- Fecal Incontinence
|Is probiotic use beneficial for skin lesions in patients with inflammatory bowel disease?
Satta R1, Pes GM1, Rocchi C1, Pes MC1, Dore MP1,2. J Dermatolog Treat. 2018 Sep 22:1-22. doi: 10.1080/09546634.2018.1527998. [Epub ahead of print]
1 a Department of Surgical and Experimental Medical Sciences , University of Sassari , Italy.
2 b Baylor College of Medicine , Houston , TX , USA.
BACKGROUND: Inflammatory bowel diseases (IBDs) are autoimmune disorders of the gastrointestinal tract often associated with extra‒intestinal manifestations (EIMs) including skin lesions. The intestinal microflora plays a key role in the development and course of IBD. Investigations on the association between probiotic use and skin lesions in IBD are still missing.
AIM: To examine for the first time the efficacy of probiotics and the occurrence of skin lesions in patients with IBD.
METHODS: IBD patients followed up in the Gastro-Intestinal section of the University of Sassari, Italy, participated in the study. The occurrence of skin lesions was analyzed according to demographic, anthropometrics, clinical features, treatments and probiotic use. The amount of probiotic use was expressed as the ratio of disease duration under probiotic treatment and the total disease duration. The diagnosis of cutaneous EIMs was based on dermatology examination.
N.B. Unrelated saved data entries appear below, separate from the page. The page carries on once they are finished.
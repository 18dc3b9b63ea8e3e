//! Field name <-> attribute name translation.
//!
//! Fields use camel case (`maxItems`); attributes use kebab case
//! (`max-items`). Every ASCII uppercase letter after the first character
//! becomes `-` plus its lowercase form, so acronyms split per letter
//! (`loadURL` -> `load-u-r-l`). A leading uppercase letter is lowercased
//! without a dash.

/// Convert a camel-case field name to its kebab-case attribute name.
#[must_use]
pub fn to_kebab_case(name: &str) -> String {
    let mut out = String::with_capacity(name.len() + 4);
    for (i, ch) in name.chars().enumerate() {
        if ch.is_ascii_uppercase() {
            if i > 0 {
                out.push('-');
            }
            out.push(ch.to_ascii_lowercase());
        } else {
            out.push(ch);
        }
    }
    out
}

/// Convert a kebab-case attribute name back to camel case.
///
/// Inverse of [`to_kebab_case`] for names that start with a lowercase letter.
#[must_use]
pub fn to_camel_case(name: &str) -> String {
    let mut out = String::with_capacity(name.len());
    let mut upper_next = false;
    for ch in name.chars() {
        if ch == '-' {
            upper_next = true;
        } else if upper_next {
            out.push(ch.to_ascii_uppercase());
            upper_next = false;
        } else {
            out.push(ch);
        }
    }
    if upper_next {
        out.push('-');
    }
    out
}

#[cfg(test)]
mod tests {
    use super::*;

    #[test]
    fn kebab_basic() {
        assert_eq!(to_kebab_case("value"), "value");
        assert_eq!(to_kebab_case("maxItems"), "max-items");
        assert_eq!(to_kebab_case("someLongName"), "some-long-name");
        assert_eq!(to_kebab_case("Leading"), "leading");
        assert_eq!(to_kebab_case("loadURL"), "load-u-r-l");
        assert_eq!(to_kebab_case("item2Count"), "item2-count");
    }

    #[test]
    fn camel_basic() {
        assert_eq!(to_camel_case("max-items"), "maxItems");
        assert_eq!(to_camel_case("value"), "value");
        assert_eq!(to_camel_case("trailing-"), "trailing-");
    }

    #[test]
    fn round_trip_for_lower_initial_names() {
        for name in ["a", "maxItems", "loadURL", "x1Y2"] {
            assert_eq!(to_camel_case(&to_kebab_case(name)), name);
        }
    }
}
RESULTS: Data from 170 IBD patients (59.4% women; UC: 61.2%) were retrieved. At least one skin lesion was present in 14 (8.2%) of them at the moment of diagnosis and in 52 patients (30.6%) developed during the follow up. Psoriasis, erythema nodosum and pyoderma gangrenosum were the most frequent. An inverse linear trend was observed at multivariable analysis between use of probiotics and skin lesions occurrence after adjusting for all variables including conventional treatment for IBD. The risk of developing at least one skin lesion for a probiotic use in the range 5-19% and more than 50% of the time of IBD duration, was 1.40 and 0.3, respectively.
CONCLUSION: The findings of the present study suggest that body mass index, the IBD Crohn phenotype, married status and the potency of conventional treatment were all significant predictors for developing skin lesions. The use of probiotic, although not reaching significance, was inversely correlated with the occurrence of cutaneous manifestations.